KOMPAS.com - Sebuah studi baru mengungkap kenyataan yang cukup mengkhawatirkan tentang daratan-daratan di Bumi alami pengeringan dalam skala besar yang belum pernah terjadi sebelumnya.
Berdasarkan analisis data dari satelit GRACE dan GRACE-FO selama lebih dari dua dekade, para peneliti dari Arizona State University mencatat bahwa sejak tahun 2002, sejumlah besar wilayah daratan terus kehilangan cadangan air tawar secara signifikan.
Proses ini bukan sekadar kekeringan musiman, melainkan pergeseran struktural dalam keseimbangan air global akibat perubahan iklim, penyedotan air tanah berlebihan, dan periode kekeringan yang semakin panjang.
Laporan yang dipublikasikan di Science Advances, Jumat (25/7/2025), menyebut bahwa setiap tahun, wilayah kering meluas hingga 831.600 kilometer persegi.
Luas ini setara dengan dua kali luas negara bagian California. Lantas sejauh mana air tawar di dunia semakin berkurang dan mengering?
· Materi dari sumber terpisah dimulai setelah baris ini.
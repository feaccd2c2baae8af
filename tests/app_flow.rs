mod common;

use common::{char_key, context, key, EmptyCatalog, ScriptedRunner};
use crossterm::event::{KeyCode, KeyEvent, KeyModifiers};
use helmtui::logger::Logger;
use helmtui::ui::core::actions::{Action, TabId};
use helmtui::ui::core::View;
use helmtui::ui::tabs::releases::{Detail, ReleaseWizard, INSTALL_VALUES};
use helmtui::ui::{AppComponent, AppMode, EditorStage};
use std::sync::Arc;
use std::time::Duration;
use tokio::sync::mpsc::UnboundedReceiver;
use tokio::time::timeout;

const LIST_RELEASES: &str = "ls --all-namespaces --output json";
const WEB_RELEASE: &str = r#"[{"name":"web","namespace":"default","revision":"1","updated":"2024-01-01 10:00:00 +0000 UTC","status":"deployed","chart":"nginx-15.0.0","app_version":"1.25"}]"#;

/// Feed every background message back into the app until things go quiet.
async fn settle(app: &mut AppComponent, rx: &mut UnboundedReceiver<Action>) {
    while let Ok(Some(action)) = timeout(Duration::from_millis(200), rx.recv()).await {
        app.handle_action(action);
    }
}

fn press(app: &mut AppComponent, key: KeyEvent) {
    app.handle_action(Action::Key(key));
}

fn type_text(app: &mut AppComponent, text: &str) {
    for c in text.chars() {
        press(app, char_key(c));
    }
}

async fn started_app(runner: Arc<ScriptedRunner>) -> (tempfile::TempDir, AppComponent, UnboundedReceiver<Action>) {
    let (dir, ctx) = context();
    let (mut app, mut rx) = AppComponent::new(&ctx, runner, Arc::new(EmptyCatalog), Logger::new());
    app.handle_action(Action::Resize(120, 40));
    app.init();
    settle(&mut app, &mut rx).await;
    (dir, app, rx)
}

#[tokio::test]
async fn test_startup_loads_every_tab() {
    let runner = ScriptedRunner::new();
    runner.respond(LIST_RELEASES, WEB_RELEASE);
    let (_dir, app, _rx) = started_app(runner.clone()).await;

    assert_eq!(runner.calls_matching(LIST_RELEASES), 1);
    assert_eq!(runner.calls_matching("repo ls --output json"), 1);
    assert_eq!(runner.calls_matching("plugin ls"), 1);
    assert_eq!(app.releases().releases().len(), 1);
    assert!(!app.releases().releases().is_loading());
    assert_eq!(app.active_tab(), TabId::Releases);
    assert_eq!(app.mode(), &AppMode::Interactive);
}

#[tokio::test]
async fn test_delete_release_end_to_end() {
    let runner = ScriptedRunner::new();
    runner.respond(LIST_RELEASES, WEB_RELEASE);
    runner.respond("uninstall web --namespace default", "release \"web\" uninstalled\n");
    let (_dir, mut app, mut rx) = started_app(runner.clone()).await;

    press(&mut app, key(KeyCode::Enter));
    settle(&mut app, &mut rx).await;
    assert_eq!(app.releases().view(), View::Detail(Detail::History));
    assert_eq!(runner.calls_matching("get notes web --namespace default"), 2);

    // The release is gone once it is uninstalled
    runner.respond(LIST_RELEASES, "[]");
    press(&mut app, char_key('d'));
    settle(&mut app, &mut rx).await;

    assert_eq!(runner.calls_matching("uninstall web --namespace default"), 1);
    assert_eq!(runner.calls_matching(LIST_RELEASES), 2);
    assert_eq!(app.releases().view(), View::List);
    assert!(app.releases().releases().is_empty());
    assert_eq!(app.releases().releases().notice().unwrap().text, "Release uninstalled");
}

#[tokio::test]
async fn test_install_hands_values_to_the_editor() {
    let runner = ScriptedRunner::new();
    runner.respond("show values bitnami/nginx", "replicaCount: 1\n");
    let (dir, mut app, mut rx) = started_app(runner.clone()).await;

    press(&mut app, char_key('i'));
    for answer in ["web", "bitnami/nginx", "", ""] {
        type_text(&mut app, answer);
        press(&mut app, key(KeyCode::Enter));
    }
    type_text(&mut app, "y");
    press(&mut app, key(KeyCode::Enter));

    let values_file = dir.path().join(".helm-tui").join("default").join("web").join("values.yaml");
    assert_eq!(
        app.mode(),
        &AppMode::Suspended {
            owner: TabId::Releases,
            stage: EditorStage::Preparing(values_file.clone()),
        }
    );

    // Keys are ignored while the hand-off is in progress
    press(&mut app, key(KeyCode::Esc));
    assert_eq!(app.releases().view(), View::Wizard(ReleaseWizard::Install));

    settle(&mut app, &mut rx).await;
    assert_eq!(app.take_pending_editor(), Some(values_file.clone()));
    assert_eq!(app.take_pending_editor(), None);
    assert_eq!(std::fs::read_to_string(&values_file).unwrap(), "replicaCount: 1\n");
    assert!(matches!(
        app.mode(),
        AppMode::Suspended {
            stage: EditorStage::Editing(_),
            ..
        }
    ));

    app.handle_action(Action::EditorFinished(Ok(())));
    assert_eq!(app.mode(), &AppMode::Interactive);
    assert_eq!(app.releases().install_wizard().current(), INSTALL_VALUES + 1);

    runner.respond(
        &format!(
            "install web bitnami/nginx --values {} --namespace default --create-namespace",
            values_file.display()
        ),
        "NAME: web\n",
    );
    press(&mut app, key(KeyCode::Enter));
    settle(&mut app, &mut rx).await;

    assert_eq!(app.releases().releases().notice().unwrap().text, "Release installed");
    assert!(!values_file.parent().unwrap().exists());
}

#[tokio::test]
async fn test_failed_values_fetch_returns_to_the_wizard() {
    let runner = ScriptedRunner::new();
    runner.fail("show values missing/chart", 1, "Error: chart not found");
    let (_dir, mut app, mut rx) = started_app(runner).await;

    press(&mut app, char_key('i'));
    for answer in ["web", "missing/chart", "", "", "y"] {
        type_text(&mut app, answer);
        press(&mut app, key(KeyCode::Enter));
    }
    settle(&mut app, &mut rx).await;

    assert_eq!(app.mode(), &AppMode::Interactive);
    assert_eq!(app.take_pending_editor(), None);
    let wizard = app.releases().install_wizard();
    assert_eq!(wizard.current(), INSTALL_VALUES);
    assert!(wizard.error().unwrap().contains("chart not found"));
}

#[tokio::test]
async fn test_global_keys() {
    let (_dir, mut app, _rx) = started_app(ScriptedRunner::new()).await;

    press(&mut app, char_key(']'));
    assert_eq!(app.active_tab(), TabId::Repositories);
    press(&mut app, char_key('['));
    press(&mut app, char_key('['));
    assert_eq!(app.active_tab(), TabId::Plugins);

    press(&mut app, char_key('G'));
    assert!(app.showing_logs());
    // Tab switching is off behind the overlay
    press(&mut app, char_key(']'));
    assert_eq!(app.active_tab(), TabId::Plugins);
    press(&mut app, key(KeyCode::Esc));
    assert!(!app.showing_logs());

    // An open input keeps the keys for itself
    press(&mut app, char_key('i'));
    press(&mut app, char_key(']'));
    assert_eq!(app.active_tab(), TabId::Plugins);
    assert_eq!(app.plugins().install_input().value(), "]");

    press(&mut app, KeyEvent::new(KeyCode::Char('c'), KeyModifiers::CONTROL));
    assert!(app.should_quit());
}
Baca juga: Asal Usul Minyak Bumi, Benarkah dari Bangkai Dinosaurus?
Air tanah menipis sedangkan permukaan laut naik
Hasil studi menunjukkan ketidakseimbangan yang mencolok antara air tanah dengan air laut.
Daerah yang kehilangan air tawar meluas jauh lebih cepat dibandingkan wilayah yang bertambah basah.
Sejak 2014, kejadian kekeringan ekstrem meningkat drastis, mencapai tambahan 2,5 juta kilometer persegi per tahun di kawasan non-glasiasi.
Sebagian besar pengeringan ini terkait dengan fenomena iklim seperti El Nino yang semakin intens.
Sekitar 6 miliar orang di 101 negara kini hidup di wilayah yang mengalami penyusutan cadangan air tawar.
Ironisnya, daerah-daerah yang menghadapi lonjakan populasi justru menjadi yang paling parah terdampak.
Air tanah menyumbang 68 persen dari kehilangan total air daratan, menjadikannya penyebab utama kenaikan permukaan laut dibandingkan mencairnya es Greenland.
"Ini mungkin peringatan paling serius tentang dampak krisis iklim terhadap air tawar kita," kata Jay Famiglietti, pakar air dari Arizona State University.
Baca juga: Bumi Berputar Lebih Cepat, Apa Dampaknya Bagi Kehidupan Manusia?
Sabuk pengeringan mengancam stabilitas regional
Dilansir dari Earth, Minggu (27/7/2025), penelitian ini mengidentifikasi empat zona utama di Belahan Bumi Utara yang menjadi pusat pengeringan.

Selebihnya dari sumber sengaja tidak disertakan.